### [WHAT IS NEEDED]
Each entry that appears below should be restated word for word.
::::
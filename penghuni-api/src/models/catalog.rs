use alloc::string::String;
use alloc::vec::Vec;

use serde::{Deserialize, Serialize};

use super::{DeviceId, RoomId};
use crate::topic::MessageClass;

/// A room of the house. Rooms are fixed at start-up.
#[derive(Debug, Clone, PartialEq, Eq, Serialize, Deserialize)]
pub struct RoomSpec {
    /// Canonical identifier, also the default topic segment
    pub id: RoomId,
    /// Display name
    pub name: String,
    /// Whether a presence sensor reports for this room
    #[serde(default = "default_sensor")]
    pub sensor: bool,
}

/// A switchable appliance. Its commands travel on the topics of its home room.
#[derive(Debug, Clone, PartialEq, Eq, Serialize, Deserialize)]
pub struct DeviceSpec {
    pub id: DeviceId,
    pub name: String,
    /// Hardware topic segment when it differs from the id (`pompa_air` -> `pompa`)
    #[serde(default)]
    pub segment: Option<String>,
    /// Room whose topics carry this device's commands
    pub room: RoomId,
    /// Rated load in watts
    #[serde(default)]
    pub power: Option<u32>,
}

impl DeviceSpec {
    pub fn segment(&self) -> &str {
        self.segment.as_deref().unwrap_or(self.id.as_str())
    }
}

/// Alternative topic segment for a room, honoured for the listed message classes.
#[derive(Debug, Clone, PartialEq, Eq, Serialize, Deserialize)]
pub struct AliasSpec {
    pub room: RoomId,
    pub segment: String,
    pub classes: Vec<MessageClass>,
}

fn default_sensor() -> bool {
    true
}
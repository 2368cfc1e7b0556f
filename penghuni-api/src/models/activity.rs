use alloc::string::String;

use serde::{Deserialize, Serialize};

#[cfg_attr(feature = "docs", derive(utoipa::ToSchema))]
#[derive(Debug, Clone, PartialEq, Eq, Serialize, Deserialize)]
pub struct LogEntry {
    /// Local wall-clock time (UTC when the offset is unknown), `YYYY-MM-DD HH:MM:SS`
    pub timestamp: String,
    /// Category of the activity
    pub action: String,
    pub details: String,
}

#[cfg_attr(feature = "docs", derive(utoipa::ToSchema))]
#[derive(Debug, Clone, Copy, PartialEq, Eq, Serialize, Deserialize)]
#[serde(rename_all = "snake_case")]
pub enum NotificationKind {
    Info,
    Warning,
    Danger,
}

/// Alert sound the dashboard plays for a notification.
#[cfg_attr(feature = "docs", derive(utoipa::ToSchema))]
#[derive(Debug, Clone, Copy, PartialEq, Eq, Serialize, Deserialize)]
#[serde(rename_all = "snake_case")]
pub enum SoundType {
    Light,
    Device,
}

#[cfg_attr(feature = "docs", derive(utoipa::ToSchema))]
#[derive(Debug, Clone, PartialEq, Eq, Serialize, Deserialize)]
pub struct Notification {
    pub id: u64,
    /// `HH:MM:SS`
    pub timestamp: String,
    #[serde(rename = "type")]
    pub kind: NotificationKind,
    pub message: String,
    pub sound_type: Option<SoundType>,
}

/// Something left running while the house is empty.
#[cfg_attr(feature = "docs", derive(utoipa::ToSchema))]
#[derive(Debug, Clone, Copy, PartialEq, Eq, Serialize, Deserialize)]
#[serde(rename_all = "snake_case")]
pub enum AnomalyKind {
    LightOnWhileEmpty,
    DeviceOnWhileEmpty,
}

impl AnomalyKind {
    pub fn sound(self) -> SoundType {
        match self {
            AnomalyKind::LightOnWhileEmpty => SoundType::Light,
            AnomalyKind::DeviceOnWhileEmpty => SoundType::Device,
        }
    }
}

#[cfg_attr(feature = "docs", derive(utoipa::ToSchema))]
#[derive(Debug, Clone, PartialEq, Eq, Serialize, Deserialize)]
pub struct MessageResponse {
    pub message: String,
}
::::
### [YOUR RESPONSE]
filename penghuni-api/src/models/catalog.rs
use alloc::string::String;
use alloc::vec::Vec;

use serde::{Deserialize, Serialize};

use super::{DeviceId, RoomId};
use crate::topic::MessageClass;

/// A room of the house. Rooms are fixed at start-up.
#[derive(Debug, Clone, PartialEq, Eq, Serialize, Deserialize)]
pub struct RoomSpec {
    /// Canonical identifier, also the default topic segment
    pub id: RoomId,
    /// Display name
    pub name: String,
    /// Whether a presence sensor reports for this room
    #[serde(default = "default_sensor")]
    pub sensor: bool,
}

/// A switchable appliance. Its commands travel on the topics of its home room.
#[derive(Debug, Clone, PartialEq, Eq, Serialize, Deserialize)]
pub struct DeviceSpec {
    pub id: DeviceId,
    pub name: String,
    /// Hardware topic segment when it differs from the id (`pompa_air` -> `pompa`)
    #[serde(default)]
    pub segment: Option<String>,
    /// Room whose topics carry this device's commands
    pub room: RoomId,
    /// Rated load in watts
    #[serde(default)]
    pub power: Option<u32>,
}

impl DeviceSpec {
    pub fn segment(&self) -> &str {
        self.segment.as_deref().unwrap_or(self.id.as_str())
    }
}

/// Alternative topic segment for a room, honoured for the listed message classes.
#[derive(Debug, Clone, PartialEq, Eq, Serialize, Deserialize)]
pub struct AliasSpec {
    pub room: RoomId,
    pub segment: String,
    pub classes: Vec<MessageClass>,
}

fn default_sensor() -> bool {
    true
}
repository 2368cfc1e7b0556f
filename penghuni-api/src/models/activity.rs
use alloc::string::String;

use serde::{Deserialize, Serialize};

#[cfg_attr(feature = "docs", derive(utoipa::ToSchema))]
#[derive(Debug, Clone, PartialEq, Eq, Serialize, Deserialize)]
pub struct LogEntry {
    /// Local wall-clock time (UTC when the offset is unknown), `YYYY-MM-DD HH:MM:SS`
    pub timestamp: String,
    /// Category of the activity
    pub action: String,
    pub details: String,
}

#[cfg_attr(feature = "docs", derive(utoipa::ToSchema))]
#[derive(Debug, Clone, Copy, PartialEq, Eq, Serialize, Deserialize)]
#[serde(rename_all = "snake_case")]
pub enum NotificationKind {
    Info,
    Warning,
    Danger,
}

/// Alert sound the dashboard plays for a notification.
#[cfg_attr(feature = "docs", derive(utoipa::ToSchema))]
#[derive(Debug, Clone, Copy, PartialEq, Eq, Serialize, Deserialize)]
#[serde(rename_all = "snake_case")]
pub enum SoundType {
    Light,
    Device,
}

#[cfg_attr(feature = "docs", derive(utoipa::ToSchema))]
#[derive(Debug, Clone, PartialEq, Eq, Serialize, Deserialize)]
pub struct Notification {
    pub id: u64,
    /// `HH:MM:SS`
    pub timestamp: String,
    #[serde(rename = "type")]
    pub kind: NotificationKind,
    pub message: String,
    pub sound_type: Option<SoundType>,
}

/// Something left running while the house is empty.
#[cfg_attr(feature = "docs", derive(utoipa::ToSchema))]
#[derive(Debug, Clone, Copy, PartialEq, Eq, Serialize, Deserialize)]
#[serde(rename_all = "snake_case")]
pub enum AnomalyKind {
    LightOnWhileEmpty,
    DeviceOnWhileEmpty,
}

impl AnomalyKind {
    pub fn sound(self) -> SoundType {
        match self {
            AnomalyKind::LightOnWhileEmpty => SoundType::Light,
            AnomalyKind::DeviceOnWhileEmpty => SoundType::Device,
        }
    }
}

#[cfg_attr(feature = "docs", derive(utoipa::ToSchema))]
#[derive(Debug, Clone, PartialEq, Eq, Serialize, Deserialize)]
pub struct MessageResponse {
    pub message: String,
}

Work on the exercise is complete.